* _DESCRIPTION OF THE TASK_:
Every line in the records below that holds "neighbors" must be identified and copied.

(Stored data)

//! Resolved-package graph: cycle detection and dependency ordering.

use std::collections::{HashMap, HashSet};

use petgraph::graph::{DiGraph, NodeIndex};

/// Directed graph over resolved package families; an edge `a -> b` means
/// `a` requires `b`.
pub(crate) struct ResolveGraph {
    graph: DiGraph<String, ()>,
    index: HashMap<String, NodeIndex>,
}

#[derive(Clone, Copy, PartialEq)]
enum Color {
    White,
    Gray,
    Black,
}

impl ResolveGraph {
    pub fn new() -> ResolveGraph {
        ResolveGraph {
            graph: DiGraph::new(),
            index: HashMap::new(),
        }
    }

    pub fn add_node(&mut self, name: &str) -> NodeIndex {
        if let Some(&idx) = self.index.get(name) {
            return idx;
        }
        let idx = self.graph.add_node(name.to_string());
        self.index.insert(name.to_string(), idx);
        idx
    }

    pub fn add_edge(&mut self, from: &str, to: &str) {
        let from = self.add_node(from);
        let to = self.add_node(to);
        self.graph.update_edge(from, to, ());
    }

    /// The first dependency cycle, as the ordered list of names along it,
    /// or `None` for an acyclic graph.
    pub fn find_cycle(&self) -> Option<Vec<String>> {
        let mut color = vec![Color::White; self.graph.node_count()];
        let mut path = Vec::new();
        for start in self.graph.node_indices() {
            if color[start.index()] == Color::White {
                if let Some(cycle) = self.dfs(start, &mut color, &mut path) {
                    return Some(cycle);
                }
            }
        }
        None
    }

    fn dfs(
        &self,
        node: NodeIndex,
        color: &mut Vec<Color>,
        path: &mut Vec<NodeIndex>,
    ) -> Option<Vec<String>> {
        color[node.index()] = Color::Gray;
        path.push(node);

        // petgraph iterates newest edge first; restore insertion order
        let mut neighbors: Vec<NodeIndex> = self.graph.neighbors(node).collect();
        neighbors.reverse();

        for next in neighbors {
            match color[next.index()] {
                Color::Gray => {
                    let pos = path.iter().position(|&n| n == next).unwrap_or(0);
                    return Some(path[pos..].iter().map(|&n| self.graph[n].clone()).collect());
                }
                Color::White => {
                    if let Some(cycle) = self.dfs(next, color, path) {
                        return Some(cycle);
                    }
                }
                Color::Black => {}
            }
        }

        path.pop();
        color[node.index()] = Color::Black;
        None
    }

    /// Order names so that required packages come before their dependents,
    /// staying as close as possible to the incoming order otherwise. Only
    /// meaningful on acyclic graphs.
    pub fn dependency_order(&self, names: &[String]) -> Vec<String> {
        let mut deps: HashMap<String, HashSet<String>> = HashMap::new();
        for node in self.graph.node_indices() {
            let mut reachable = HashSet::new();
            let mut stack = vec![node];
            while let Some(n) = stack.pop() {
                for next in self.graph.neighbors(n) {
                    if reachable.insert(self.graph[next].clone()) {
                        stack.push(next);
                    }
                }
            }
            reachable.remove(&self.graph[node]);
            deps.insert(self.graph[node].clone(), reachable);
        }

        let mut nodes: Vec<String> = names.to_vec();
        for node in self.graph.node_indices() {
            let name = &self.graph[node];
            if !nodes.contains(name) {
                nodes.push(name.clone());
            }
        }

        let mut ordered: Vec<String> = Vec::with_capacity(nodes.len());
        while !nodes.is_empty() {
            let head = nodes[0].clone();
            let Some(head_deps) = deps.get(&head) else {
                nodes.remove(0);
                continue;
            };
            if ordered.contains(&head) {
                nodes.remove(0);
                continue;
            }

            // pull the first not-yet-placed dependency to the front
            let mut moved = false;
            for i in 1..nodes.len() {
                if head_deps.contains(&nodes[i]) {
                    let dep = nodes.remove(i);
                    nodes.insert(0, dep);
                    moved = true;
                    break;
                }
            }
            if !moved {
                ordered.push(head);
                nodes.remove(0);
            }
        }
        ordered
    }
}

* _SOLUTION_:
        let mut neighbors: Vec<NodeIndex> = self.graph.neighbors(node).collect();
        neighbors.reverse();
        for next in neighbors {
                for next in self.graph.neighbors(n) {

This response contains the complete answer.